Majątek firmy – istotną sprawą jest to, żeby posiadany majątek był adekwatny do tego co w bilansie i na co wskazują dotychczasowe doświadczenia. Jeśli ktoś od 20 lat prowadzi biznes, dokumenty wskazują na to, że jest on całkiem rentowny, ale z jakiś względów nie ma majątku to coś jest na rzeczy. No i tutaj pytanie czy po prostu firma jest od zarabiania pieniędzy a majątek transferowany w ręce właściciela? Czy istnieje rozdzielność majątkowa? Pytań może być kilka. Warto jednak zawsze ten majątek pokazać. Często pojawia się tutaj zgrzyt związany z podejściem do tego delikatnego tematu. Wynika on z tego, że Klient prowadzący firmę z jednej strony traktuje ją jako wehikuł do przyjęcia ryzyka realizacji kontraktu i przetransferowania środków do swojej prywatnej kieszeni – np. realizując prace przy pomocy spółki z ograniczoną odpowiedzialnością z które pieniądze są wypłacane już do osoby fizycznej, tak jakby sam zakładał, że w każdej chwili jego firma może mieć spore problemy. Z drugiej jednak strony taki Klient próbuje pozyskać na rzecz swojej firmy zabezpieczenie od banku czy towarzystwa ubezpieczeniowego, które miałoby poręczyć realizację kontraktu obdarzając taką spółkę de facto większym zaufaniem niż jej właściciel. Są to marginalne sytuacje, ale się zdarzają. Pamiętam takie krótkie spotkanie z prezesem spółki, która była generalnym wykonawcą różnych kontraktów, realizowanych przez podwykonawców. Bardzo szybko okazało się, że spółka nic niema. Nieco dłużej zajęło ustalenie, że jest to kolejny już „wehikuł”, którego używał pan prezes do realizacji prac. Poprzednie zostały unicestwione w drodze … upadłości. Osobiście staramy się nie pracować z Klientami mającymi takie podejście do biznesu. Upadłość dla pana prezesa oznaczała złożenie odpowiedniego wniosku w KRS i likwidację majątku (którego w zasadzie nie było). Jednak dla podwykonawców takiego niesolidnego podmiotu oznacza to spory problem. To taki ekstremalny na szczęście przykład. W zdecydowanej większości przypadków osoby prowadzące biznes mają majątek adekwatny do realizowanych zysków.
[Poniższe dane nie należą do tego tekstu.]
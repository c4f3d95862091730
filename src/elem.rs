use {
    crate::{
        decode::{Decode, Decoder, ParseError},
        index::{FuncIdx, TableIdx},
        instr::{Args, Expression, Instruction, Opcode},
        val::{Ref, RefType},
    },
    std::sync::Arc,
};

/// An element segment as declared by a module.
///
/// Segments given as a vector of function indices are normalized on decoding: every index
/// becomes a `ref.func` initializer expression.
#[derive(Clone, Debug, Eq, PartialEq)]
pub struct Element {
    pub type_: RefType,
    pub init: Vec<Expression>,
    pub mode: ElemMode,
}

#[derive(Clone, Debug, Eq, PartialEq)]
pub enum ElemMode {
    Passive,
    Active { table: TableIdx, offset: Expression },
    Declarative,
}

impl Decode for Element {
    fn decode(decoder: &mut Decoder<'_>) -> Result<Self, ParseError> {
        let flags = decoder.read_u32()?;
        if flags > 7 {
            return Err(ParseError::InvalidTag);
        }
        // Bit 0 marks a passive or declarative segment, bit 1 an explicit table index or a
        // declarative segment, and bit 2 initializers given as expressions.
        let mode = if flags & 0b001 == 0 {
            let table = if flags & 0b010 != 0 {
                decoder.decode()?
            } else {
                TableIdx::new(0)
            };
            ElemMode::Active {
                table,
                offset: decoder.decode()?,
            }
        } else if flags & 0b010 == 0 {
            ElemMode::Passive
        } else {
            ElemMode::Declarative
        };
        let uses_exprs = flags & 0b100 != 0;
        // The short active forms imply funcref and carry no type.
        let type_ = if flags & 0b011 == 0 {
            RefType::FuncRef
        } else if uses_exprs {
            decoder.decode()?
        } else {
            decode_elem_kind(decoder)?
        };
        let init = if uses_exprs {
            decoder.decode_vec()?
        } else {
            decoder.read_vec(|decoder| Ok(ref_func_expr(decoder.decode()?)))?
        };
        Ok(Self { type_, init, mode })
    }
}

fn decode_elem_kind(decoder: &mut Decoder<'_>) -> Result<RefType, ParseError> {
    match decoder.read_byte()? {
        0x00 => Ok(RefType::FuncRef),
        _ => Err(ParseError::InvalidTag),
    }
}

fn ref_func_expr(func_idx: FuncIdx) -> Expression {
    Expression::new(vec![
        Instruction::new(Opcode::RefFunc, Args::Func(func_idx)),
        Instruction::new(Opcode::End, Args::None),
    ])
}

/// An element instance: the evaluated references of a segment, until it is dropped.
#[derive(Clone, Debug)]
pub struct ElemInst {
    type_: RefType,
    refs: Arc<[Ref]>,
}

impl ElemInst {
    pub(crate) fn new(type_: RefType, refs: Vec<Ref>) -> Self {
        Self {
            type_,
            refs: refs.into(),
        }
    }

    pub fn type_(&self) -> RefType {
        self.type_
    }

    pub fn refs(&self) -> &[Ref] {
        &self.refs
    }

    pub(crate) fn drop_refs(&mut self) {
        self.refs = Arc::new([]);
    }
}

#[cfg(test)]
mod tests {
    use super::*;

    #[test]
    fn function_index_vectors_become_ref_func_initializers() {
        // flags 1 (passive), elemkind funcref, [3, 4]
        let bytes = [0x01, 0x00, 0x02, 0x03, 0x04];
        let elem = Element::decode(&mut Decoder::new(&bytes)).unwrap();
        assert_eq!(elem.mode, ElemMode::Passive);
        assert_eq!(elem.type_, RefType::FuncRef);
        assert_eq!(elem.init, vec![ref_func_expr(FuncIdx::new(3)), ref_func_expr(FuncIdx::new(4))]);
    }

    #[test]
    fn active_segment_with_table_index() {
        // flags 6, table 1, offset i32.const 2, externref, [ref.null extern]
        let bytes = [0x06, 0x01, 0x41, 0x02, 0x0B, 0x6F, 0x01, 0xD0, 0x6F, 0x0B];
        let elem = Element::decode(&mut Decoder::new(&bytes)).unwrap();
        assert_eq!(elem.type_, RefType::ExternRef);
        match &elem.mode {
            ElemMode::Active { table, offset } => {
                assert_eq!(*table, TableIdx::new(1));
                assert_eq!(offset.instrs()[0].i32(), 2);
            }
            mode => panic!("unexpected mode {:?}", mode),
        }
        assert_eq!(elem.init.len(), 1);
    }

    #[test]
    fn rejects_unknown_flags() {
        let bytes = [0x08];
        assert_eq!(Element::decode(&mut Decoder::new(&bytes)), Err(ParseError::InvalidTag));
    }
}
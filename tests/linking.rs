use {
    std::{collections::HashMap, sync::Arc},
    wasm_machine::{
        wasi::{self, Wasi},
        AbstractMachine, ExternVal, FuncType, ImportName, InstantiationErrorSource, Linker,
        Module, ModuleInstance, ResolutionPolicy, Trap, Val, ValType,
    },
    wast::{parser, parser::ParseBuffer, Wat},
};

fn module(text: &str) -> Arc<Module> {
    let buf = ParseBuffer::new(text).unwrap();
    let mut wat = parser::parse::<Wat>(&buf).unwrap();
    Arc::new(Module::parse(&wat.encode().unwrap()).unwrap())
}

fn constant(machine: &mut AbstractMachine, val: i32) -> ExternVal {
    let func = machine.store_mut().alloc_host_func(
        "constant",
        FuncType::new([], [ValType::I32]),
        move |_, _| Ok(vec![Val::I32(val)]),
    );
    ExternVal::Func(func)
}

fn instantiate_linked(
    machine: &mut AbstractMachine,
    module: &Arc<Module>,
    instances: &[(&str, &ModuleInstance)],
) -> Arc<ModuleInstance> {
    let mut linker = Linker::new(module);
    for (name, instance) in instances {
        linker.link_instance(machine.store(), name, instance);
    }
    let imports = linker.finish().unwrap();
    machine.instantiate(module, &imports).unwrap()
}

#[test]
fn later_link_calls_fill_remaining_imports() {
    let module = module(r#"
        (module (import "wasi_snapshot_preview1" "fd_write"
          (func (param i32 i32 i32 i32) (result i32))))
    "#);
    let mut machine = AbstractMachine::new();
    let mut linker = Linker::new(&module);
    linker.link(machine.store(), &HashMap::new());
    let error = linker.finish().unwrap_err();
    assert_eq!(
        error.missing_imports,
        vec![ImportName::new("wasi_snapshot_preview1", "fd_write")]
    );

    let externs = Wasi::new().link(machine.store_mut());
    linker.link(machine.store(), &externs);
    let imports = linker.finish().unwrap();
    assert_eq!(
        imports,
        vec![externs[&ImportName::new("wasi_snapshot_preview1", "fd_write")]]
    );
}

#[test]
fn resolution_policy_breaks_ties() {
    let module = module(r#"(module (import "env" "f" (func (result i32))))"#);
    let mut machine = AbstractMachine::new();
    let first = constant(&mut machine, 1);
    let second = constant(&mut machine, 2);
    let name = ImportName::new("env", "f");
    let first_map = HashMap::from([(name.clone(), first)]);
    let second_map = HashMap::from([(name, second)]);

    let mut linker = Linker::new(&module);
    linker.link(machine.store(), &first_map);
    linker.link(machine.store(), &second_map);
    assert_eq!(linker.finish().unwrap(), vec![first]);

    let mut linker = Linker::new(&module).with_policy(ResolutionPolicy::PreferLatest);
    linker.link(machine.store(), &first_map);
    linker.link(machine.store(), &second_map);
    assert_eq!(linker.finish().unwrap(), vec![second]);
}

#[test]
fn candidates_of_the_wrong_type_are_skipped() {
    let module = module(r#"(module (import "env" "f" (func (param i64))))"#);
    let mut machine = AbstractMachine::new();
    let wrong = constant(&mut machine, 1);
    let mut linker = Linker::new(&module);
    linker.link(machine.store(), &HashMap::from([(ImportName::new("env", "f"), wrong)]));
    let unresolved: Vec<_> = linker.unresolved_imports().map(|(name, _)| name.clone()).collect();
    assert_eq!(unresolved, vec![ImportName::new("env", "f")]);
}

#[test]
fn instantiation_rejects_mismatched_imports() {
    let module = module(r#"(module (import "env" "f" (func (param i64))))"#);
    let mut machine = AbstractMachine::new();
    let wrong = constant(&mut machine, 1);
    let error = machine.instantiate(&module, &[wrong]).unwrap_err();
    assert_eq!(error.source, InstantiationErrorSource::Linking);
    assert!(error.trap.is_none());
}

#[test]
fn invalid_modules_fail_to_instantiate() {
    let module = module(r#"(module (func (result i32) (i64.const 0)))"#);
    let mut machine = AbstractMachine::new();
    let error = machine.instantiate(&module, &[]).unwrap_err();
    assert_eq!(error.source, InstantiationErrorSource::Linking);
    assert!(error.message.starts_with("invalid module"));
}

#[test]
fn start_function_traps_are_reported_as_such() {
    let module = module(r#"(module (func $start (unreachable)) (start $start))"#);
    let mut machine = AbstractMachine::new();
    let error = machine.instantiate(&module, &[]).unwrap_err();
    assert_eq!(error.source, InstantiationErrorSource::StartFunction);
    assert_eq!(error.trap, Some(Trap::Unreachable));
}

#[test]
fn instances_share_memory_and_tables() {
    let lib = module(r#"
        (module
          (memory (export "mem") 1)
          (table (export "tab") 2 funcref)
          (func $seven (result i32) (i32.const 7))
          (elem (i32.const 0) func $seven)
          (func (export "peek") (result i32) (i32.load (i32.const 0))))
    "#);
    let main = module(r#"
        (module
          (import "lib" "mem" (memory 1))
          (import "lib" "tab" (table 2 funcref))
          (type $r (func (result i32)))
          (func (export "run") (result i32)
            (i32.store (i32.const 0) (call_indirect (type $r) (i32.const 0)))
            (i32.const 0)
            (i32.load)))
    "#);
    let mut machine = AbstractMachine::new();
    let lib = instantiate_linked(&mut machine, &lib, &[]);
    let main = instantiate_linked(&mut machine, &main, &[("lib", &*lib)]);
    let run = main.func_export("run").unwrap();
    assert_eq!(machine.invoke(run, &[]), Ok(vec![Val::I32(7)]));
    let peek = lib.func_export("peek").unwrap();
    assert_eq!(machine.invoke(peek, &[]), Ok(vec![Val::I32(7)]));
}

#[test]
fn imported_tags_catch_exceptions_across_instances() {
    let lib = module(r#"
        (module
          (tag $e (export "e") (param i32))
          (func (export "raise") (param i32) (throw $e (local.get 0))))
    "#);
    let main = module(r#"
        (module
          (import "lib" "e" (tag $e (param i32)))
          (import "lib" "raise" (func $raise (param i32)))
          (func (export "run") (param i32) (result i32)
            (block $h (result i32)
              (try_table (catch $e $h) (call $raise (local.get 0)))
              (i32.const 0))))
    "#);
    let mut machine = AbstractMachine::new();
    let lib = instantiate_linked(&mut machine, &lib, &[]);
    let main = instantiate_linked(&mut machine, &main, &[("lib", &*lib)]);
    let run = main.func_export("run").unwrap();
    assert_eq!(machine.invoke(run, &[Val::I32(9)]), Ok(vec![Val::I32(9)]));

    let mismatched = module(r#"(module (import "lib" "e" (tag (param i64))))"#);
    let mut linker = Linker::new(&mismatched);
    linker.link_instance(machine.store(), "lib", &lib);
    assert!(linker.finish().is_err());
}

#[test]
fn wasi_arguments_and_exit() {
    let module = module(r#"
        (module
          (import "wasi_snapshot_preview1" "args_sizes_get" (func $sizes (param i32 i32) (result i32)))
          (import "wasi_snapshot_preview1" "proc_exit" (func $exit (param i32)))
          (memory (export "memory") 1)
          (func (export "argc") (result i32)
            (drop (call $sizes (i32.const 0) (i32.const 4)))
            (i32.load (i32.const 0)))
          (func (export "quit") (call $exit (i32.const 3))))
    "#);
    let mut machine = AbstractMachine::new();
    let externs = Wasi::new()
        .args(["prog", "a", "b"])
        .link(machine.store_mut());
    let mut linker = Linker::new(&module);
    linker.link(machine.store(), &externs);
    let imports = linker.finish().unwrap();
    let instance = machine.instantiate(&module, &imports).unwrap();

    let argc = instance.func_export("argc").unwrap();
    assert_eq!(machine.invoke(argc, &[]), Ok(vec![Val::I32(3)]));
    let quit = instance.func_export("quit").unwrap();
    let trap = machine.invoke(quit, &[]).unwrap_err();
    assert_eq!(wasi::exit_code(&trap), Some(3));
}

#[test]
fn wasi_calls_without_memory_fault() {
    let module = module(r#"
        (module
          (import "wasi_snapshot_preview1" "random_get" (func $random (param i32 i32) (result i32)))
          (func (export "run") (result i32) (call $random (i32.const 0) (i32.const 8))))
    "#);
    let mut machine = AbstractMachine::new();
    let externs = Wasi::new().link(machine.store_mut());
    let mut linker = Linker::new(&module);
    linker.link(machine.store(), &externs);
    let instance = machine
        .instantiate(&module, &linker.finish().unwrap())
        .unwrap();
    let run = instance.func_export("run").unwrap();
    assert_eq!(machine.invoke(run, &[]), Ok(vec![Val::I32(21)]));
}
#[cfg(test)]
mod tests {
    use {
        super::*,
        crate::{
            index::LocalIdx,
            instr::{BlockType, StructuredArgs},
        },
    };

    fn local_get(idx: u32) -> Instruction {
        Instruction::new(Opcode::LocalGet, Args::Local(LocalIdx::new(idx)))
    }

    fn simple(opcode: Opcode) -> Instruction {
        Instruction::new(opcode, Args::None)
    }

    fn block(end_ip: u32) -> Instruction {
        Instruction::new(
            Opcode::Block,
            Args::Structured(StructuredArgs {
                block_type: BlockType::Empty,
                end_ip,
                else_ip: None,
            }),
        )
    }

    #[test]
    fn fuses_local_reads_and_assigns_registers() {
        let expr = Expression::new(vec![
            local_get(0),
            local_get(1),
            simple(Opcode::I32Add),
            local_get(2),
            simple(Opcode::I32Mul),
            Instruction::new(Opcode::I32Const, Args::I32(1)),
            simple(Opcode::I32Sub),
            simple(Opcode::End),
        ]);
        let compiled = try_compile_instructions(&expr).unwrap();
        let dispatches = compiled.dispatches();
        assert_eq!(dispatches.len(), 6);
        assert_eq!(dispatches[0].opcode, Opcode::I32Add2Local);
        assert_eq!(dispatches[0].destination, Reg::R0);
        assert_eq!(dispatches[1].destination, Reg::R1);
        assert_eq!(dispatches[2].opcode, Opcode::I32Mul);
        assert_eq!(dispatches[2].sources[..2], [Reg::R1, Reg::R0]);
        // A register is free again once its consumer has read it.
        assert_eq!(dispatches[2].destination, Reg::R0);
        assert_eq!(dispatches[3].destination, Reg::R1);
        assert_eq!(dispatches[4].sources[..2], [Reg::R1, Reg::R0]);
        // The result is live at `end`, so it stays on the stack.
        assert_eq!(dispatches[4].destination, Reg::Stack);
        assert_eq!(dispatches[5].sources, [Reg::Stack; 3]);
    }

    #[test]
    fn operands_live_across_a_barrier_stay_on_the_stack() {
        let expr = Expression::new(vec![
            Instruction::new(Opcode::I32Const, Args::I32(7)),
            block(2),
            simple(Opcode::End),
            simple(Opcode::Drop),
            simple(Opcode::End),
        ]);
        let compiled = try_compile_instructions(&expr).unwrap();
        let dispatches = compiled.dispatches();
        assert_eq!(dispatches[0].destination, Reg::Stack);
        assert_eq!(dispatches[3].sources[0], Reg::Stack);
    }

    #[test]
    fn dropping_nops_rewrites_jump_targets() {
        let expr = Expression::new(vec![
            simple(Opcode::Nop),
            block(3),
            simple(Opcode::Nop),
            simple(Opcode::End),
            simple(Opcode::End),
        ]);
        let compiled = try_compile_instructions(&expr).unwrap();
        assert_eq!(compiled.dispatches().len(), 3);
        let block = compiled.instr(expr.instrs(), &compiled.dispatches()[0]);
        assert_eq!(block.structured().end_ip, 1);
        assert!(matches!(compiled.dispatches()[0].instr, InstrRef::Extra(_)));
    }

    #[test]
    fn dispatch_costs_cover_fused_instructions_and_dropped_nops() {
        let expr = Expression::new(vec![
            simple(Opcode::Nop),
            simple(Opcode::Nop),
            local_get(0),
            local_get(1),
            simple(Opcode::I32Add),
            simple(Opcode::Nop),
            simple(Opcode::Drop),
            simple(Opcode::End),
        ]);
        let compiled = try_compile_instructions(&expr).unwrap();
        let costs: Vec<u32> = compiled.dispatches().iter().map(|dispatch| dispatch.cost).collect();
        assert_eq!(costs, vec![5, 2, 1]);
        assert_eq!(costs.iter().sum::<u32>() as usize, expr.instrs().len());
    }

    #[test]
    fn constant_stores_to_locals_are_fused() {
        let expr = Expression::new(vec![
            Instruction::new(Opcode::I32Const, Args::I32(5)),
            Instruction::new(Opcode::LocalSet, Args::Local(LocalIdx::new(1))),
            simple(Opcode::End),
        ]);
        let compiled = try_compile_instructions(&expr).unwrap();
        let fused = compiled.instr(expr.instrs(), &compiled.dispatches()[0]);
        assert_eq!(fused.opcode(), Opcode::LocalSetI32Const);
        assert_eq!(fused.local_const(), (LocalIdx::new(1), 5));
        assert!(compiled.display(&expr).to_string().contains("synthetic:local.seti32_const"));
    }
}
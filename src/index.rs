//! Strongly typed indices into the namespaces of a module.
//!
//! Each index kind is its own type. An index of one kind can never be used where an index of
//! another kind is expected, and the raw value is only reachable through [`value`](TypeIdx::value).

use {
    crate::decode::{Decode, Decoder, ParseError},
    std::fmt,
};

macro_rules! define_index {
    ($($(#[$attr:meta])* $Idx:ident;)*) => {
        $(
            $(#[$attr])*
            #[derive(Clone, Copy, Debug, Default, Eq, Hash, Ord, PartialEq, PartialOrd)]
            #[repr(transparent)]
            pub struct $Idx(u32);

            impl $Idx {
                /// Creates an index with the given raw value.
                pub const fn new(value: u32) -> Self {
                    Self(value)
                }

                /// Returns the raw value of this index.
                pub const fn value(self) -> u32 {
                    self.0
                }

                pub(crate) fn to_usize(self) -> usize {
                    self.0 as usize
                }
            }

            impl fmt::Display for $Idx {
                fn fmt(&self, f: &mut fmt::Formatter<'_>) -> fmt::Result {
                    write!(f, "{}", self.0)
                }
            }

            impl Decode for $Idx {
                fn decode(decoder: &mut Decoder<'_>) -> Result<Self, ParseError> {
                    decoder.read_index().map(Self)
                }
            }
        )*
    };
}

define_index! {
    /// An index into the type section.
    TypeIdx;
    /// An index into the function namespace: imported functions first, then defined ones.
    FuncIdx;
    /// An index into the table namespace.
    TableIdx;
    /// An index into the element segments.
    ElemIdx;
    /// An index into the memory namespace.
    MemIdx;
    /// An index into the locals of a function, parameters first.
    LocalIdx;
    /// An index into the global namespace.
    GlobalIdx;
    /// A relative label depth. Label 0 is the innermost enclosing block.
    LabelIdx;
    /// An index into the data segments.
    DataIdx;
    /// An index into the tag namespace.
    TagIdx;
}
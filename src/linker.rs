use {
    crate::{
        extern_val::{ExternType, ExternVal},
        instance::ModuleInstance,
        module::Module,
        store::Store,
    },
    std::{collections::HashMap, fmt, sync::Arc},
    thiserror::Error,
    tracing::debug,
};

/// The two-level name of an import: the module it comes from and the item within it.
#[derive(Clone, Debug, Eq, Hash, Ord, PartialEq, PartialOrd)]
pub struct ImportName {
    pub module: String,
    pub name: String,
}

impl ImportName {
    pub fn new(module: impl Into<String>, name: impl Into<String>) -> Self {
        Self {
            module: module.into(),
            name: name.into(),
        }
    }
}

impl fmt::Display for ImportName {
    fn fmt(&self, f: &mut fmt::Formatter<'_>) -> fmt::Result {
        write!(f, "{}::{}", self.module, self.name)
    }
}

/// Which candidate wins when more than one call to [`Linker::link`] can satisfy an import.
#[derive(Clone, Copy, Debug, Default, Eq, Hash, PartialEq)]
pub enum ResolutionPolicy {
    /// The first matching candidate stays resolved.
    #[default]
    KeepFirst,
    /// A later matching candidate replaces an earlier one.
    PreferLatest,
}

/// An error returned by [`Linker::finish`] when some imports are still unresolved.
#[derive(Clone, Debug, Eq, Error, PartialEq)]
#[error("missing imports: {}", DisplayNames(missing_imports))]
pub struct LinkError {
    pub missing_imports: Vec<ImportName>,
}

struct DisplayNames<'a>(&'a [ImportName]);

impl fmt::Display for DisplayNames<'_> {
    fn fmt(&self, f: &mut fmt::Formatter<'_>) -> fmt::Result {
        for (idx, name) in self.0.iter().enumerate() {
            if idx > 0 {
                f.write_str(", ")?;
            }
            write!(f, "{}", name)?;
        }
        Ok(())
    }
}

#[derive(Clone, Debug)]
struct Import {
    name: ImportName,
    /// `None` if the import refers to a type the module does not define. Such an import can
    /// never be resolved.
    type_: Option<ExternType>,
    resolved: Option<ExternVal>,
}

/// Resolves the imports of a [`Module`] against external values offered in one or more steps.
#[derive(Clone, Debug)]
pub struct Linker {
    policy: ResolutionPolicy,
    imports: Vec<Import>,
}

impl Linker {
    /// Creates a [`Linker`] for the imports of `module`, none of them resolved yet.
    pub fn new(module: &Arc<Module>) -> Self {
        let imports = module
            .imports()
            .iter()
            .map(|import| {
                let type_ = module.import_type(&import.desc);
                Import {
                    name: ImportName::new(import.module.clone(), import.name.clone()),
                    type_,
                    resolved: None,
                }
            })
            .collect();
        Self {
            policy: ResolutionPolicy::default(),
            imports,
        }
    }

    /// Sets the [`ResolutionPolicy`]. Defaults to [`ResolutionPolicy::KeepFirst`].
    pub fn with_policy(mut self, policy: ResolutionPolicy) -> Self {
        self.policy = policy;
        self
    }

    /// Offers external values keyed by import name.
    ///
    /// An import is resolved by a value with the same name whose type in `store` matches the
    /// type the import requires.
    pub fn link(&mut self, store: &Store, externs: &HashMap<ImportName, ExternVal>) {
        self.resolve(store, |name| externs.get(name).copied());
    }

    /// Offers the exports of `instance` under the module name `module_name`.
    pub fn link_instance(&mut self, store: &Store, module_name: &str, instance: &ModuleInstance) {
        self.resolve(store, |name| {
            if name.module != module_name {
                return None;
            }
            instance.export(&name.name)
        });
    }

    fn resolve(&mut self, store: &Store, mut lookup: impl FnMut(&ImportName) -> Option<ExternVal>) {
        let mut resolved_count = 0;
        for import in &mut self.imports {
            if import.resolved.is_some() && self.policy == ResolutionPolicy::KeepFirst {
                continue;
            }
            let Some(required) = &import.type_ else {
                continue;
            };
            let Some(val) = lookup(&import.name) else {
                continue;
            };
            let matches = store
                .extern_type(val)
                .is_some_and(|actual| actual.matches(required));
            if matches {
                import.resolved = Some(val);
                resolved_count += 1;
            } else {
                debug!(import = %import.name, "candidate does not match the import type");
            }
        }
        debug!(resolved_count, "linked externals");
    }

    /// Returns the imports that are not resolved yet, with the type each one requires.
    pub fn unresolved_imports(&self) -> impl Iterator<Item = (&ImportName, Option<&ExternType>)> {
        self.imports
            .iter()
            .filter(|import| import.resolved.is_none())
            .map(|import| (&import.name, import.type_.as_ref()))
    }

    /// Returns one resolved value per import, in declaration order.
    ///
    /// # Errors
    ///
    /// If any import is still unresolved. The error lists all of them.
    pub fn finish(&self) -> Result<Vec<ExternVal>, LinkError> {
        let missing_imports: Vec<ImportName> = self
            .unresolved_imports()
            .map(|(name, _)| name.clone())
            .collect();
        if !missing_imports.is_empty() {
            return Err(LinkError { missing_imports });
        }
        Ok(self
            .imports
            .iter()
            .filter_map(|import| import.resolved)
            .collect())
    }
}

#[cfg(test)]
mod tests {
    use super::*;

    #[test]
    fn link_error_lists_every_missing_import() {
        let error = LinkError {
            missing_imports: vec![ImportName::new("a", "b"), ImportName::new("c", "d")],
        };
        assert_eq!(error.to_string(), "missing imports: a::b, c::d");
    }

    #[test]
    fn module_without_imports_links_trivially() {
        let module = Arc::new(Module::default());
        let linker = Linker::new(&module);
        assert_eq!(linker.unresolved_imports().count(), 0);
        assert_eq!(linker.finish(), Ok(Vec::new()));
    }
}
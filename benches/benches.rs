use {
    criterion::{black_box, criterion_group, criterion_main, BenchmarkId, Criterion},
    std::sync::Arc,
    wasm_machine::{AbstractMachine, Config, DispatchMode, FuncAddr, Module, Val},
    wast::{parser, parser::ParseBuffer, Wat},
};

const WORKLOADS: &str = r#"
    (module
      (func $fib (export "fib") (param i32) (result i32)
        (if (result i32) (i32.lt_u (local.get 0) (i32.const 2))
          (then (local.get 0))
          (else
            (i32.add
              (call $fib (i32.sub (local.get 0) (i32.const 1)))
              (call $fib (i32.sub (local.get 0) (i32.const 2)))))))

      (memory 1)
      (func (export "sum") (param i32) (result i64) (local i32) (local i64)
        (block $done
          (loop $next
            (br_if $done (i32.ge_u (local.get 1) (local.get 0)))
            (i32.store (i32.and (i32.shl (local.get 1) (i32.const 2)) (i32.const 0xfffc))
              (local.get 1))
            (local.set 2
              (i64.add (local.get 2)
                (i64.extend_i32_u
                  (i32.load (i32.and (i32.shl (local.get 1) (i32.const 2)) (i32.const 0xfffc))))))
            (local.set 1 (i32.add (local.get 1) (i32.const 1)))
            (br $next)))
        (local.get 2)))
"#;

fn module() -> Arc<Module> {
    let buf = ParseBuffer::new(WORKLOADS).unwrap();
    let mut wat = parser::parse::<Wat>(&buf).unwrap();
    Arc::new(Module::parse(&wat.encode().unwrap()).unwrap())
}

fn machine(module: &Arc<Module>, dispatch: DispatchMode) -> (AbstractMachine, FuncAddr, FuncAddr) {
    let mut machine = AbstractMachine::with_config(Config::new().dispatch(dispatch));
    let instance = machine.instantiate(module, &[]).unwrap();
    let fib = instance.func_export("fib").unwrap();
    let sum = instance.func_export("sum").unwrap();
    (machine, fib, sum)
}

fn bench(c: &mut Criterion) {
    let module = module();
    let mut group = c.benchmark_group("dispatch");
    for (label, dispatch) in [
        ("naive", DispatchMode::Naive),
        ("compiled", DispatchMode::Compiled),
    ] {
        let (mut machine, fib, sum) = machine(&module, dispatch);
        group.bench_function(BenchmarkId::new("fib", label), |b| {
            b.iter(|| machine.invoke(fib, black_box(&[Val::I32(20)])).unwrap())
        });
        group.bench_function(BenchmarkId::new("sum", label), |b| {
            b.iter(|| machine.invoke(sum, black_box(&[Val::I32(10_000)])).unwrap())
        });
    }
    group.finish();
}

criterion_group!(benches, bench);
criterion_main!(benches);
Warto jednak pamiętać, żeby się nim odpowiednio pochwalić. Osoby z natury skromne muszą tutaj zacisnąć zęby. Odpowiednia ilość zer w oświadczeniu majątkowym przekłada się wprost na odpowiednio duży limit gwarancyjny. 

Jak widać tych kluczowych czynników, które mogą stanowić problem w uzyskaniu gwarancji nie ma bardzo dużo. Kluczem jednak jest odpowiednio zharmonizowany proces i nie strzelanie ślepakami na zasadzie „może się uda”. Pierwsze wrażenie robimy tylko raz, jeśli chcemy przekonać kogoś do poręczenia za nas naszych prac zróbmy to po prostu porządnie od początku.